El pájaro todavía estaba vivo. Seguía intentando pegarse el ala al pecho, pero la punta del hueso se interponía. Su sangre se derramaba sobre el asfalto. Ayaan veía poco de todo eso. Lo que veía era su energía, su trémula energía dorada, que ya se estaba apagando. Era precioso, esa energía, esa vida. Alargó una mano y liberó al pájaro del pincho. Se lo acercó, lo llevó hacia su cuerpo.
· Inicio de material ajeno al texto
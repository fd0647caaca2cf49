use std::path::{Path, PathBuf};

use anyhow::{bail, Context, Result};
use serde_json::Value;
use surplus_core::HistoryRecord;
use tracing::warn;

use crate::fs::{read_optional, write_json_atomic};

/// Append-only run history: a JSON array of [`HistoryRecord`].
#[derive(Clone, Debug)]
pub struct HistoryFile {
    path: PathBuf,
}

impl HistoryFile {
    pub fn new(path: impl Into<PathBuf>) -> Self {
        Self { path: path.into() }
    }

    pub fn path(&self) -> &Path {
        &self.path
    }

    fn load_raw(&self) -> Result<Vec<Value>> {
        let Some(text) = read_optional(&self.path)? else {
            return Ok(vec![]);
        };
        if text.trim().is_empty() {
            return Ok(vec![]);
        }
        let doc: Value = serde_json::from_str(&text)
            .with_context(|| format!("parse history {}", self.path.display()))?;
        match doc {
            Value::Array(items) => Ok(items),
            _ => bail!("history {} is not a JSON array", self.path.display()),
        }
    }

    /// Appends one record. Past entries are written back exactly as read; an
    /// unreadable file is reported and left alone rather than replaced.
    pub fn append(&self, record: &HistoryRecord) -> Result<()> {
        let mut items = self.load_raw()?;
        items.push(serde_json::to_value(record)?);
        write_json_atomic(&self.path, &items)
    }

    /// The last `n` records, oldest first. Entries that do not parse are skipped.
    pub fn recent(&self, n: usize) -> Result<Vec<HistoryRecord>> {
        let items = self.load_raw()?;
        let start = items.len().saturating_sub(n);
        Ok(items[start..]
            .iter()
            .filter_map(|v| match serde_json::from_value(v.clone()) {
                Ok(r) => Some(r),
                Err(e) => {
                    warn!(error = %e, "skipping unreadable history entry");
                    None
                }
            })
            .collect())
    }
}
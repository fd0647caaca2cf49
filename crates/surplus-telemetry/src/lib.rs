#![forbid(unsafe_code)]

//! Usage telemetry adapters.
//!
//! Each source queries something external and normalizes the answer into a
//! [`UsageSnapshot`]. A fetch either yields a complete snapshot or a
//! [`TelemetryError`]; there are no partial results.

use std::time::Duration;

use async_trait::async_trait;
use surplus_core::{TelemetryModel, UsageSnapshot};
use thiserror::Error;

pub mod billing;
pub mod credentials;
pub mod probe;

pub use billing::BillingCommandSource;
pub use credentials::Credentials;
pub use probe::RateLimitProbe;

#[derive(Debug, Error)]
pub enum TelemetryError {
    #[error("failed to spawn {program}: {source}")]
    Spawn {
        program: String,
        #[source]
        source: std::io::Error,
    },

    #[error("{program} exited with status {code:?}: {stderr}")]
    Exit {
        program: String,
        code: Option<i32>,
        stderr: String,
    },

    #[error("telemetry fetch timed out after {0:?}")]
    Timeout(Duration),

    #[error("usage probe returned HTTP {status}: {body}")]
    Http { status: u16, body: String },

    #[error("usage probe request failed: {0}")]
    Request(#[from] reqwest::Error),

    #[error("credentials unavailable: {0}")]
    Credentials(String),

    #[error("malformed telemetry payload: {0}")]
    Malformed(String),
}

/// Something that can report current usage.
#[async_trait]
pub trait UsageSource: Send + Sync {
    /// Model the snapshots are reported in.
    fn model(&self) -> TelemetryModel;

    /// One bounded fetch.
    async fn fetch(&self) -> Result<UsageSnapshot, TelemetryError>;
}

/// Fetches within `limit` and folds failures into `None`, logging them. The
/// evaluator treats an absent snapshot as an unconditional skip.
pub async fn fetch_or_log(source: &dyn UsageSource, limit: Duration) -> Option<UsageSnapshot> {
    let result = match tokio::time::timeout(limit, source.fetch()).await {
        Ok(r) => r,
        Err(_) => Err(TelemetryError::Timeout(limit)),
    };
    match result {
        Ok(snapshot) => Some(snapshot),
        Err(e) => {
            tracing::warn!(model = %source.model(), error = %e, "usage telemetry fetch failed");
            None
        }
    }
}

pub(crate) fn clip(text: &str, max_chars: usize) -> String {
    let text = text.trim();
    if text.chars().count() <= max_chars {
        text.to_string()
    } else {
        let head: String = text.chars().take(max_chars).collect();
        format!("{head}...")
    }
}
Mordió entre sus plumas y sus pequeños huesos huecos. No era algo que hubiera pensado hacer. La sangre bajó por su garganta y ella esperaba tener arcadas y ahogarse. No fue así.

Tragando, sintió la primera oleada de la vida del pájaro latir a través de ella, explotar en su interior. Su mente se aclaró, su cuerpo se suavizó y se relajó. Se sintió tan bien que le costaba pensar en lo que estaba haciendo. Entonces levantó la vista. Había gente, gente viva, observándola.

No los había oído llegar. No había visto ninguna señal de ellos hasta que estuvieron justo detrás de ella. Eran supervivientes, supervivientes de verdad, y sabían cómo mantenerse a salvo. Debían de haberse acercado cuando el todoterreno se detuvo.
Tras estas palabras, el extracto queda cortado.